Выбрать главу

И растаял, слился с темнотой…

Ночью Владу снилось большое поле, в другом конце которого призрачно струилась разновысотная громада незнакомого ему города. Поле, покрытое острой осокой, то и дело проваливалось под ним, он беспомощно барахтался, выбираясь из очередной ловушки, кое-как двигался дальше, а расстояние до города все не сокращалось, контуры зданий становились еще призрачнее, и в нем уже угасала надежда когда-нибудь добраться туда, но в минуту крайнего отчаянья его вдруг осенила спасительная догадка: надо взлететь! И он взлетел, плавно раскачиваясь над землей и задыхаясь от головокружения…

Влада разбудил стук за окном у калитки. Медленно приходя в себя, он поднялся, потянул на себя оконную створку: за изгородью маячила уже знакомая ему шаткая фигурка в потертой кожаной фуражке на патлатой голове, устремляясь к нему искательным взглядом:

— Писатель, дай рубль, спляшу!

Пора, красавец мой, проснись…

5

Вспомнилось Владу об этом загеданском пробуждении, когда однажды в Париже они пешком возвращались с приятелем домой из долгих гостей. Промозглая сырость висела над городом, сообщая окружающему атмосферу пустоты и бесприютности.

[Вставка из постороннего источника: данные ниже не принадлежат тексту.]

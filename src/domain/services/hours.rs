#[cfg(test)]
#[path = "hours_test.rs"]
mod tests;

use chrono::NaiveDateTime;
use chrono::Timelike;

const DAY_SEPARATOR: &str = ": ";
const RANGE_SEPARATOR: &str = " – ";

#[derive(Clone, Copy, Debug, PartialEq, Eq)]
pub enum HoursStatus {
    OpenNow,
    ClosedNow,
    NotToday,
}

/// One line of a place's weekly schedule, e.g. `"Monday: 9:00 AM – 5:00 PM"`.
#[derive(Clone, Debug, PartialEq, Eq)]
pub struct OpeningHours {
    pub day: String,
    pub range: Option<String>,
}

impl OpeningHours {
    pub fn parse(line: &str) -> OpeningHours {
        let (day, range) = match line.split_once(DAY_SEPARATOR) {
            Some((day, range)) => (day.trim(), Some(range.trim())),
            None => (line.trim(), None),
        };

        return OpeningHours {
            day: day.to_string(),
            range: range
                .filter(|range| return !range.is_empty())
                .map(|range| return range.to_string()),
        };
    }

    fn bounds(&self) -> Option<(&str, &str)> {
        return self.range.as_deref()?.split_once(RANGE_SEPARATOR);
    }

    /// Status at `hour` (fractional, 0–24) on `weekday` (full English name).
    /// Ranges that don't parse, including ones past midnight, read as closed.
    pub fn status(&self, weekday: &str, hour: f64) -> HoursStatus {
        if self.day != weekday {
            return HoursStatus::NotToday;
        }

        let open_now = self
            .bounds()
            .and_then(|(open, close)| return Some((parse_time(open)?, parse_time(close)?)))
            .map(|(open, close)| return hour >= open && hour <= close)
            .unwrap_or(false);

        if open_now {
            return HoursStatus::OpenNow;
        }

        return HoursStatus::ClosedNow;
    }

    pub fn status_at(&self, now: &NaiveDateTime) -> HoursStatus {
        let weekday = now.format("%A").to_string();
        let hour = now.hour() as f64 + now.minute() as f64 / 60.0;

        return self.status(&weekday, hour);
    }

    pub fn display(&self) -> String {
        return format!(
            "{}: {}",
            self.day,
            self.range.as_deref().unwrap_or("Closed")
        );
    }
}

/// Fractional hour for `"5:30 PM"`, `"9 AM"` or `"17:45"`.
pub fn parse_time(text: &str) -> Option<f64> {
    let mut parts = text.split_whitespace();
    let time = parts.next()?;
    let meridiem = parts.next().map(|m| return m.to_uppercase());

    let (hour, minute) = match time.split_once(':') {
        Some((hour, minute)) => (hour, minute),
        None => (time, "0"),
    };
    let mut hour = hour.parse::<u32>().ok()?;
    let minute = minute.parse::<u32>().ok()?;

    match meridiem.as_deref() {
        Some("PM") if hour < 12 => hour += 12,
        Some("AM") if hour == 12 => hour = 0,
        _ => {}
    }

    return Some(hour as f64 + minute as f64 / 60.0);
}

В одном из многочисленных сквериков, попадавшихся по дороге, им довелось тогда наблюдать довольно любопытную сцену. Молодая монашка осторожно, с явной опаской, кончиками пальцев пыталась разбудить спящего на садовой лавочке клошара. Тот долго не отзывался, но монашка становилась все настойчивее, и наконец он выпрастал из-под одеяла свое заспанное, в серой щетине лицо, после чего, с заметной досадой выслушав ее, что-то коротко буркнул в ответ и тут же снова с головой накрылся тем же одеялом.

Приятель, посмеиваясь, перевел Владу состоявшийся между сторонами короткий диалог:

— Бедный человек, — сказала она, — я хочу вам дать десять франков, чтобы вы могли поесть и немного согреться.

— Слушай, паскуда, — ответил тот, — я дам тебе пятьдесят, только ради всего святого, отстань от меня, я хочу спать…

Ничего не поделаешь, выражаясь языком советской печати, можно сказать: их нравы!

6

Вечера становились все темнее и глуше, лето торопливо шло на убыль. По ночам в окнах стояла такая темь, что, казалось, ее можно резать, как масло — ножом. В такие ночи химеры прошлого принимались обступать его со всех сторон, возвращая его из одной пережитой им ипостаси в другую. Он ощущал себя то вечно голодным мальчишкой в эвакуации среди матерых движенцев и паровозников, то подростком в крикливой толчее на кутаисском базаре, то юношей — обитателем психушки в Кувшинове, то молодым парнем на кирпичном заводе в Пластуновской, а то начинающим газетчиком с первой книжкой стихов в руках. Химеры роились в окружении запахов своей поры: угольную гарь тыловых разъездов перебивали пряная духота южной снеди, запахи мокрой древесины, пыли свеже-обожженного кирпича и типографской краски. Химеры звучали, вызывая из минувшего небытия резкую перекличку локомбтивов, гортанную грузинскую речь, волчий вой над заснеженной степью, шелест страниц, стук дверей, обрывки разговоров, шепот, чье-то дыхание. Все было так явственно, так ярко, так осязаемо, что временами ему грезилось, будто он сходит с ума.

Но по утрам, как всегда, заходил Карпов, сидел, нудил, жаловался на жизнь, и бредовая явь улетучивалась, оставляя его лицом к лицу с безликой повседневностью:

— Быт заедает, старик, не писателем — добытчиком сделался, видел, сколько их у меня, и всех одеть надо, обуть, на хлеб с маслом достать.

— А если без масла попробовать, Женя? — исподволь заводил Влад.

— Заедят, — сокрушенно вздыхал тот, — сживут со свету, один папаша моей благоверной чего стоит: сам брал, сам оформлял, сам приканчивал, он если вцепится, света не взвидишь белого, и до сумы и до тюрьмы доведет. Старушка, тоже я тебе скажу, не мед — ее даже комары не кусают, на ней хоть плакат пиши: „Осторожно — яд!”, такая разок укусит, никакие уколы не помогут, а ведь есть у меня кое-что, — он ткнул себя пальцем в висок и в грудь, — и тут, и тут, и порассказать чего тоже имеется, век даром не свековал, на печи не леживал, эх старик!